All records below are to be repeated precisely, with nothing added.
(EXERCISE INPUTS begins)
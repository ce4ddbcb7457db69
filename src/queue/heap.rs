//! Binary-heap ready queue.

use super::{QueueKind, QueuedJob, ReadyQueue};
use std::collections::BinaryHeap;

/// Ready queue backed by a max-heap of [`QueuedJob`]
///
/// `O(log n)` push and pop. This is the default.
#[derive(Debug, Default)]
pub struct HeapQueue {
    heap: BinaryHeap<QueuedJob>,
}

impl HeapQueue {
    /// Create a new empty queue
    pub fn new() -> Self {
        Self {
            heap: BinaryHeap::new(),
        }
    }

    /// Create a new queue with pre-allocated capacity
    pub fn with_capacity(capacity: usize) -> Self {
        Self {
            heap: BinaryHeap::with_capacity(capacity),
        }
    }
}

impl ReadyQueue for HeapQueue {
    fn push(&mut self, job: QueuedJob) {
        self.heap.push(job);
    }

    fn pop(&mut self) -> Option<QueuedJob> {
        self.heap.pop()
    }

    fn len(&self) -> usize {
        self.heap.len()
    }

    fn drain(&mut self) -> Vec<QueuedJob> {
        let mut jobs = std::mem::take(&mut self.heap).into_sorted_vec();
        jobs.reverse();
        jobs
    }

    fn kind(&self) -> QueueKind {
        QueueKind::Heap
    }
}

#[cfg(test)]
mod tests {
    use super::*;
    use crate::core::Priority;
    use crate::queue::test_support::queued;

    #[test]
    fn test_priority_queue_ordering() {
        let mut queue = HeapQueue::new();

        queue.push(queued(Priority::Low, 0));
        queue.push(queued(Priority::High, 1));
        queue.push(queued(Priority::Normal, 2));

        assert_eq!(queue.pop().unwrap().priority(), Priority::High);
        assert_eq!(queue.pop().unwrap().priority(), Priority::Normal);
        assert_eq!(queue.pop().unwrap().priority(), Priority::Low);
        assert!(queue.pop().is_none());
    }

    #[test]
    fn test_fifo_within_priority() {
        let mut queue = HeapQueue::with_capacity(3);

        for seq in 1..=3 {
            queue.push(queued(Priority::Normal, seq));
        }

        assert_eq!(queue.pop().unwrap().sequence(), 1);
        assert_eq!(queue.pop().unwrap().sequence(), 2);
        assert_eq!(queue.pop().unwrap().sequence(), 3);
    }

    #[test]
    fn test_drain_returns_dispatch_order() {
        let mut queue = HeapQueue::new();
        queue.push(queued(Priority::Low, 0));
        queue.push(queued(Priority::High, 1));
        queue.push(queued(Priority::High, 2));

        let drained: Vec<u64> = queue.drain().iter().map(QueuedJob::sequence).collect();
        assert_eq!(drained, vec![1, 2, 0]);
        assert!(queue.is_empty());
    }
}
//! Pool lifecycle states

use serde::{Deserialize, Serialize};
use std::fmt;

/// Lifecycle of a worker pool. Transitions only move forward:
/// `Running → Stopping → Stopped`. There is no restart.
#[derive(Debug, Clone, Copy, PartialEq, Eq, Hash, Serialize, Deserialize)]
#[serde(rename_all = "snake_case")]
pub enum PoolState {
    /// Accepting submissions and dispatching jobs
    Running,
    /// `stop()` has begun; submissions fail, workers are winding down
    Stopping,
    /// Every worker has exited
    Stopped,
}

impl PoolState {
    /// Whether submissions are accepted in this state
    pub fn accepts_work(&self) -> bool {
        matches!(self, PoolState::Running)
    }
}

impl fmt::Display for PoolState {
    fn fmt(&self, f: &mut fmt::Formatter<'_>) -> fmt::Result {
        match self {
            PoolState::Running => write!(f, "running"),
            PoolState::Stopping => write!(f, "stopping"),
            PoolState::Stopped => write!(f, "stopped"),
        }
    }
}
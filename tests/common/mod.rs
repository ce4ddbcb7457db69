//! Helpers shared by the integration tests

#![allow(dead_code)]

use rust_worker_pool::{PoolEvent, PoolObserver};
use std::sync::Mutex;
use std::thread;
use std::time::{Duration, Instant};

/// Observer that keeps every event for later inspection
#[derive(Default)]
pub struct RecordingObserver {
    events: Mutex<Vec<PoolEvent>>,
}

impl RecordingObserver {
    pub fn events(&self) -> Vec<PoolEvent> {
        self.events.lock().expect("Observer lock poisoned").clone()
    }

    pub fn count<F>(&self, predicate: F) -> usize
    where
        F: Fn(&PoolEvent) -> bool,
    {
        self.events
            .lock()
            .expect("Observer lock poisoned")
            .iter()
            .filter(|event| predicate(event))
            .count()
    }
}

impl PoolObserver for RecordingObserver {
    fn on_event(&self, event: &PoolEvent) {
        self.events
            .lock()
            .expect("Observer lock poisoned")
            .push(event.clone());
    }
}

/// Poll `condition` every millisecond until it holds or `timeout` passes
pub fn wait_until<F>(timeout: Duration, condition: F) -> bool
where
    F: Fn() -> bool,
{
    let start = Instant::now();
    while start.elapsed() < timeout {
        if condition() {
            return true;
        }
        thread::sleep(Duration::from_millis(1));
    }
    condition()
}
(EXERCISE INPUTS ends)
= EXPECTED ANSWER =
repository ce4ddbcb7457db69
filename src/queue/heap.rs
//! Binary-heap ready queue.

use super::{QueueKind, QueuedJob, ReadyQueue};
use std::collections::BinaryHeap;

/// Ready queue backed by a max-heap of [`QueuedJob`]
///
/// `O(log n)` push and pop. This is the default.
#[derive(Debug, Default)]
pub struct HeapQueue {
    heap: BinaryHeap<QueuedJob>,
}

impl HeapQueue {
    /// Create a new empty queue
    pub fn new() -> Self {
        Self {
            heap: BinaryHeap::new(),
        }
    }

    /// Create a new queue with pre-allocated capacity
    pub fn with_capacity(capacity: usize) -> Self {
        Self {
            heap: BinaryHeap::with_capacity(capacity),
        }
    }
}

impl ReadyQueue for HeapQueue {
    fn push(&mut self, job: QueuedJob) {
        self.heap.push(job);
    }

    fn pop(&mut self) -> Option<QueuedJob> {
        self.heap.pop()
    }

    fn len(&self) -> usize {
        self.heap.len()
    }

    fn drain(&mut self) -> Vec<QueuedJob> {
        let mut jobs = std::mem::take(&mut self.heap).into_sorted_vec();
        jobs.reverse();
        jobs
    }

    fn kind(&self) -> QueueKind {
        QueueKind::Heap
    }
}

#[cfg(test)]
mod tests {
    use super::*;
    use crate::core::Priority;
    use crate::queue::test_support::queued;

    #[test]
    fn test_priority_queue_ordering() {
        let mut queue = HeapQueue::new();

        queue.push(queued(Priority::Low, 0));
        queue.push(queued(Priority::High, 1));
        queue.push(queued(Priority::Normal, 2));

        assert_eq!(queue.pop().unwrap().priority(), Priority::High);
        assert_eq!(queue.pop().unwrap().priority(), Priority::Normal);
        assert_eq!(queue.pop().unwrap().priority(), Priority::Low);
        assert!(queue.pop().is_none());
    }

    #[test]
    fn test_fifo_within_priority() {
        let mut queue = HeapQueue::with_capacity(3);

        for seq in 1..=3 {
            queue.push(queued(Priority::Normal, seq));
        }

        assert_eq!(queue.pop().unwrap().sequence(), 1);
        assert_eq!(queue.pop().unwrap().sequence(), 2);
        assert_eq!(queue.pop().unwrap().sequence(), 3);
    }

    #[test]
    fn test_drain_returns_dispatch_order() {
        let mut queue = HeapQueue::new();
        queue.push(queued(Priority::Low, 0));
        queue.push(queued(Priority::High, 1));
        queue.push(queued(Priority::High, 2));

        let drained: Vec<u64> = queue.drain().iter().map(QueuedJob::sequence).collect();
        assert_eq!(drained, vec![1, 2, 0]);
        assert!(queue.is_empty());
    }
}
//! Pool lifecycle states

use serde::{Deserialize, Serialize};
use std::fmt;

/// Lifecycle of a worker pool. Transitions only move forward:
/// `Running → Stopping → Stopped`. There is no restart.
#[derive(Debug, Clone, Copy, PartialEq, Eq, Hash, Serialize, Deserialize)]
#[serde(rename_all = "snake_case")]
pub enum PoolState {
    /// Accepting submissions and dispatching jobs
    Running,
    /// `stop()` has begun; submissions fail, workers are winding down
    Stopping,
    /// Every worker has exited
    Stopped,
}

impl PoolState {
    /// Whether submissions are accepted in this state
    pub fn accepts_work(&self) -> bool {
        matches!(self, PoolState::Running)
    }
}

impl fmt::Display for PoolState {
    fn fmt(&self, f: &mut fmt::Formatter<'_>) -> fmt::Result {
        match self {
            PoolState::Running => write!(f, "running"),
            PoolState::Stopping => write!(f, "stopping"),
            PoolState::Stopped => write!(f, "stopped"),
        }
    }
}
filename tests/common/mod.rs
repository ce4ddbcb7457db69
//! Helpers shared by the integration tests

#![allow(dead_code)]

use rust_worker_pool::{PoolEvent, PoolObserver};
use std::sync::Mutex;
use std::thread;
use std::time::{Duration, Instant};

/// Observer that keeps every event for later inspection
#[derive(Default)]
pub struct RecordingObserver {
    events: Mutex<Vec<PoolEvent>>,
}

impl RecordingObserver {
    pub fn events(&self) -> Vec<PoolEvent> {
        self.events.lock().expect("Observer lock poisoned").clone()
    }

    pub fn count<F>(&self, predicate: F) -> usize
    where
        F: Fn(&PoolEvent) -> bool,
    {
        self.events
            .lock()
            .expect("Observer lock poisoned")
            .iter()
            .filter(|event| predicate(event))
            .count()
    }
}

impl PoolObserver for RecordingObserver {
    fn on_event(&self, event: &PoolEvent) {
        self.events
            .lock()
            .expect("Observer lock poisoned")
            .push(event.clone());
    }
}

/// Poll `condition` every millisecond until it holds or `timeout` passes
pub fn wait_until<F>(timeout: Duration, condition: F) -> bool
where
    F: Fn() -> bool,
{
    let start = Instant::now();
    while start.elapsed() < timeout {
        if condition() {
            return true;
        }
        thread::sleep(Duration::from_millis(1));
    }
    condition()
}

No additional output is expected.